Brief :: Could you copy, word for word, only the lines from the one containing "assert_eq!((legend.plot_width, legend.plot_height), (6, 7));" through the last line of the records below, both included?

##########

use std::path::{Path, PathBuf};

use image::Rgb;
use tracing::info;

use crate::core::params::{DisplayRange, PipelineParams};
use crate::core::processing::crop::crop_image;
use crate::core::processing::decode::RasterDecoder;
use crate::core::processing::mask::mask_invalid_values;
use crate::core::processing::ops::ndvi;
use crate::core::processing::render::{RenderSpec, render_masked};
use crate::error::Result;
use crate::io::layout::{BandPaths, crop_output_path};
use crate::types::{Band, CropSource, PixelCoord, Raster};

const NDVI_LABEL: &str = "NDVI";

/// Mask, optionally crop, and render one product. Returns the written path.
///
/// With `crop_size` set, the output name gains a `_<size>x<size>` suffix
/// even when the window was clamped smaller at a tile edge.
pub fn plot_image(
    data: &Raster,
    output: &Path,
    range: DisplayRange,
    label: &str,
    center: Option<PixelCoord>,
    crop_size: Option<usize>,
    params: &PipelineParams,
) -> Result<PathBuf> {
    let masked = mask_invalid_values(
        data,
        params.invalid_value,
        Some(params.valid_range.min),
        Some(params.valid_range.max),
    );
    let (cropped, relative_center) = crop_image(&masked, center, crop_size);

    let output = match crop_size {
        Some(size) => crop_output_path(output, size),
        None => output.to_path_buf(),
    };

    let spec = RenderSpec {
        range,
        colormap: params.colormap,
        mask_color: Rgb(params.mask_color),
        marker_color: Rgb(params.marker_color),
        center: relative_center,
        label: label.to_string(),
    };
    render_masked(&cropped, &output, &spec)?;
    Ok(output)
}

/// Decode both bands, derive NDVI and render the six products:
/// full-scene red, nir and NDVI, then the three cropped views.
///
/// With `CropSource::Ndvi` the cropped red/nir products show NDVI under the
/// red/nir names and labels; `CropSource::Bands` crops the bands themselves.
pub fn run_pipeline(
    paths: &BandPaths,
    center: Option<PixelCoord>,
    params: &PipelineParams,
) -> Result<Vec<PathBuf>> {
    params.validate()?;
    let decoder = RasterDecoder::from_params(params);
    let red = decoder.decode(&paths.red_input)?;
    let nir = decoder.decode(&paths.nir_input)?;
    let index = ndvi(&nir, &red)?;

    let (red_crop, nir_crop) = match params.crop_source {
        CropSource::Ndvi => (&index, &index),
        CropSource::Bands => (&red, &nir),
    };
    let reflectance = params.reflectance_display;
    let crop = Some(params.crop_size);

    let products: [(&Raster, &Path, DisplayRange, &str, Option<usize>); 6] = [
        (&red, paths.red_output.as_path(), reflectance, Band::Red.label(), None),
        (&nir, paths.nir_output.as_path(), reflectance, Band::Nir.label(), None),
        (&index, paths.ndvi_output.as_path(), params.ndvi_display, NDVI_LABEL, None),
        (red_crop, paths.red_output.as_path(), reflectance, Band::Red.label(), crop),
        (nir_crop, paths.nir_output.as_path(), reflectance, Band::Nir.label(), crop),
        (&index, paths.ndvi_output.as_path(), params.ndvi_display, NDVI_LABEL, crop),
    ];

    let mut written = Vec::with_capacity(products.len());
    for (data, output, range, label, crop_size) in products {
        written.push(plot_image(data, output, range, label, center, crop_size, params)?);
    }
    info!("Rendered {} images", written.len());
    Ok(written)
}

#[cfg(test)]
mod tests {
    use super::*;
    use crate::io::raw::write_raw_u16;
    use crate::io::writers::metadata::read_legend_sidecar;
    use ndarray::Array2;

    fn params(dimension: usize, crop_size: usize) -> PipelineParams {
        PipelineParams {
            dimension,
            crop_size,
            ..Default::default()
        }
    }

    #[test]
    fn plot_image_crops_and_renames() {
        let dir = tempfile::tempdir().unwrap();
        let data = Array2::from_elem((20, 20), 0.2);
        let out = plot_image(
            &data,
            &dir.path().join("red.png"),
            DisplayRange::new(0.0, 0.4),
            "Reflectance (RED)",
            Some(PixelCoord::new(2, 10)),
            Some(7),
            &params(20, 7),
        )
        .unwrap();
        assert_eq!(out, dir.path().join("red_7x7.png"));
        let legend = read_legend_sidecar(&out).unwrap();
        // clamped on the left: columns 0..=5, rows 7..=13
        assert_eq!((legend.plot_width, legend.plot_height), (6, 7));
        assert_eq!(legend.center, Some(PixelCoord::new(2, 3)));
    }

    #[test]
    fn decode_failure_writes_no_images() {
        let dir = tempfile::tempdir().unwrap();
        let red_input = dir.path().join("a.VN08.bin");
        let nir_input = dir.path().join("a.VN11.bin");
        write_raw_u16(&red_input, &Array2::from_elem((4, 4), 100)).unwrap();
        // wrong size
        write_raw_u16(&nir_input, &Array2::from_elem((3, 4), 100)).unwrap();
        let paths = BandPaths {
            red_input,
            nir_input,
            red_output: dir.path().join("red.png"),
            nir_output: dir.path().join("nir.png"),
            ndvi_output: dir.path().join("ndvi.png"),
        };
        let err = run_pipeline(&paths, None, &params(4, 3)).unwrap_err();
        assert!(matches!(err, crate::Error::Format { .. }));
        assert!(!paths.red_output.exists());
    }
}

##########

Solved exercise ::
        assert_eq!((legend.plot_width, legend.plot_height), (6, 7));
        assert_eq!(legend.center, Some(PixelCoord::new(2, 3)));
    }

    #[test]
    fn decode_failure_writes_no_images() {
        let dir = tempfile::tempdir().unwrap();
        let red_input = dir.path().join("a.VN08.bin");
        let nir_input = dir.path().join("a.VN11.bin");
        write_raw_u16(&red_input, &Array2::from_elem((4, 4), 100)).unwrap();
        // wrong size
        write_raw_u16(&nir_input, &Array2::from_elem((3, 4), 100)).unwrap();
        let paths = BandPaths {
            red_input,
            nir_input,
            red_output: dir.path().join("red.png"),
            nir_output: dir.path().join("nir.png"),
            ndvi_output: dir.path().join("ndvi.png"),
        };
        let err = run_pipeline(&paths, None, &params(4, 3)).unwrap_err();
        assert!(matches!(err, crate::Error::Format { .. }));
        assert!(!paths.red_output.exists());
    }
}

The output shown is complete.